Work to complete :: Keeping every word intact, reproduce all of the records.

BEGIN Supplied material

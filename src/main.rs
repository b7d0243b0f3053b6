mod archive;
mod config;
mod discoverer;
mod error;
mod event;
mod http;
mod hub;
mod logging;
mod subscriber;
mod tailer;
mod unstacker;

use std::path::PathBuf;
use std::sync::Arc;
use std::time::Duration;

use clap::{Parser, Subcommand};
use tokio::sync::mpsc;
use tracing::{error, info};

use config::Config;
use event::{ChannelId, Event};
use hub::Hub;

/// Upper bound on buffered, not-yet-broadcast events.
const EVENT_CHANNEL_CAPACITY: usize = 16;

/// Dynamic-server discovery scan cadence, before scaling by server count.
const DISCOVERY_BASE_INTERVAL: Duration = Duration::from_secs(2);

#[derive(Parser)]
#[command(name = "taillamp")]
#[command(about = "Real-time log tailing and fan-out service")]
struct Cli {
    #[command(subcommand)]
    command: Commands,
}

#[derive(Subcommand)]
enum Commands {
    /// Load a config file and start serving subscribers.
    Serve {
        #[arg(long, default_value = "config.yaml")]
        config: PathBuf,
    },
}

fn main() {
    let cli = Cli::parse();
    match cli.command {
        Commands::Serve { config } => {
            if let Err(e) = run(config) {
                eprintln!("fatal: {e}");
                std::process::exit(1);
            }
        }
    }
}

#[tokio::main]
async fn run(config_path: PathBuf) -> Result<(), error::AppError> {
    let config = config::load_config_from(&config_path)?;
    logging::init(config.debug);
    info!(path = %config_path.display(), "loaded configuration");

    let config = Arc::new(config);

    let classic_tags = config.classic.iter().map(|s| s.server_tag.clone());
    let dynamic_tags = config.dynamic.iter().map(|s| s.server_tag.clone());
    let hub = Arc::new(Hub::new(classic_tags, dynamic_tags));

    let (event_tx, mut event_rx) = mpsc::channel::<Event>(EVENT_CHANNEL_CAPACITY);

    // Central fan-in: every unstacker feeds this channel, a single task
    // drains it into the hub's per-channel broadcast.
    {
        let hub = hub.clone();
        tokio::spawn(async move {
            while let Some(evt) = event_rx.recv().await {
                let channel = ChannelId::parse(&evt.server);
                hub.broadcast(&channel, &evt).await;
            }
        });
    }

    for server in &config.classic {
        let channel = ChannelId::Classic(server.server_tag.clone());
        let (fifo_tx, fifo_rx) = mpsc::unbounded_channel();
        // Dropping the handle detaches the task; tokio keeps it running.
        // Classic tailers rewatch forever unless a fatal I/O error occurs,
        // which the tailer itself logs.
        let _handle = tailer::spawn(
            server.log_file_path.clone(),
            fifo_tx,
            true,
            config.delay_before_rewatch,
        );
        tokio::spawn(unstacker::run(channel, fifo_rx, event_tx.clone()));
    }

    let scan_interval = DISCOVERY_BASE_INTERVAL
        .checked_mul(config.dynamic.len().max(1) as u32)
        .unwrap_or(DISCOVERY_BASE_INTERVAL);

    for server in &config.dynamic {
        let hub = hub.clone();
        let event_tx = event_tx.clone();
        let server = server.clone();
        let delay = config.delay_before_rewatch;
        tokio::spawn(async move {
            discoverer::run(server, hub, event_tx, scan_interval, delay).await;
        });
    }

    let state = http::AppState {
        hub: hub.clone(),
        config: config.clone(),
    };
    let router = http::build_router(state);

    let addr = std::net::SocketAddr::from(([0, 0, 0, 0], config.port));
    let listener = tokio::net::TcpListener::bind(addr)
        .await
        .map_err(error::AppError::Server)?;
    info!(%addr, "listening");

    axum::serve(listener, router)
        .with_graceful_shutdown(shutdown_signal())
        .await
        .map_err(error::AppError::Server)?;

    Ok(())
}

async fn shutdown_signal() {
    match tokio::signal::ctrl_c().await {
        Ok(()) => info!("shutdown signal received"),
        Err(e) => error!(error = %e, "failed to install ctrl-c handler"),
    }
}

END Supplied material

Response to this exercise ::
filename src/main.rs
repository b7d0243b0f3053b6
mod archive;
mod config;
mod discoverer;
mod error;
mod event;
mod http;
mod hub;
mod logging;
mod subscriber;
mod tailer;
mod unstacker;

use std::path::PathBuf;
use std::sync::Arc;
use std::time::Duration;

use clap::{Parser, Subcommand};
use tokio::sync::mpsc;
use tracing::{error, info};

use config::Config;
use event::{ChannelId, Event};
use hub::Hub;

/// Upper bound on buffered, not-yet-broadcast events.
const EVENT_CHANNEL_CAPACITY: usize = 16;

/// Dynamic-server discovery scan cadence, before scaling by server count.
const DISCOVERY_BASE_INTERVAL: Duration = Duration::from_secs(2);

#[derive(Parser)]
#[command(name = "taillamp")]
#[command(about = "Real-time log tailing and fan-out service")]
struct Cli {
    #[command(subcommand)]
    command: Commands,
}

#[derive(Subcommand)]
enum Commands {
    /// Load a config file and start serving subscribers.
    Serve {
        #[arg(long, default_value = "config.yaml")]
        config: PathBuf,
    },
}

fn main() {
    let cli = Cli::parse();
    match cli.command {
        Commands::Serve { config } => {
            if let Err(e) = run(config) {
                eprintln!("fatal: {e}");
                std::process::exit(1);
            }
        }
    }
}

#[tokio::main]
async fn run(config_path: PathBuf) -> Result<(), error::AppError> {
    let config = config::load_config_from(&config_path)?;
    logging::init(config.debug);
    info!(path = %config_path.display(), "loaded configuration");

    let config = Arc::new(config);

    let classic_tags = config.classic.iter().map(|s| s.server_tag.clone());
    let dynamic_tags = config.dynamic.iter().map(|s| s.server_tag.clone());
    let hub = Arc::new(Hub::new(classic_tags, dynamic_tags));

    let (event_tx, mut event_rx) = mpsc::channel::<Event>(EVENT_CHANNEL_CAPACITY);

    // Central fan-in: every unstacker feeds this channel, a single task
    // drains it into the hub's per-channel broadcast.
    {
        let hub = hub.clone();
        tokio::spawn(async move {
            while let Some(evt) = event_rx.recv().await {
                let channel = ChannelId::parse(&evt.server);
                hub.broadcast(&channel, &evt).await;
            }
        });
    }

    for server in &config.classic {
        let channel = ChannelId::Classic(server.server_tag.clone());
        let (fifo_tx, fifo_rx) = mpsc::unbounded_channel();
        // Dropping the handle detaches the task; tokio keeps it running.
        // Classic tailers rewatch forever unless a fatal I/O error occurs,
        // which the tailer itself logs.
        let _handle = tailer::spawn(
            server.log_file_path.clone(),
            fifo_tx,
            true,
            config.delay_before_rewatch,
        );
        tokio::spawn(unstacker::run(channel, fifo_rx, event_tx.clone()));
    }

    let scan_interval = DISCOVERY_BASE_INTERVAL
        .checked_mul(config.dynamic.len().max(1) as u32)
        .unwrap_or(DISCOVERY_BASE_INTERVAL);

    for server in &config.dynamic {
        let hub = hub.clone();
        let event_tx = event_tx.clone();
        let server = server.clone();
        let delay = config.delay_before_rewatch;
        tokio::spawn(async move {
            discoverer::run(server, hub, event_tx, scan_interval, delay).await;
        });
    }

    let state = http::AppState {
        hub: hub.clone(),
        config: config.clone(),
    };
    let router = http::build_router(state);

    let addr = std::net::SocketAddr::from(([0, 0, 0, 0], config.port));
    let listener = tokio::net::TcpListener::bind(addr)
        .await
        .map_err(error::AppError::Server)?;
    info!(%addr, "listening");

    axum::serve(listener, router)
        .with_graceful_shutdown(shutdown_signal())
        .await
        .map_err(error::AppError::Server)?;

    Ok(())
}

async fn shutdown_signal() {
    match tokio::signal::ctrl_c().await {
        Ok(()) => info!("shutdown signal received"),
        Err(e) => error!(error = %e, "failed to install ctrl-c handler"),
    }
}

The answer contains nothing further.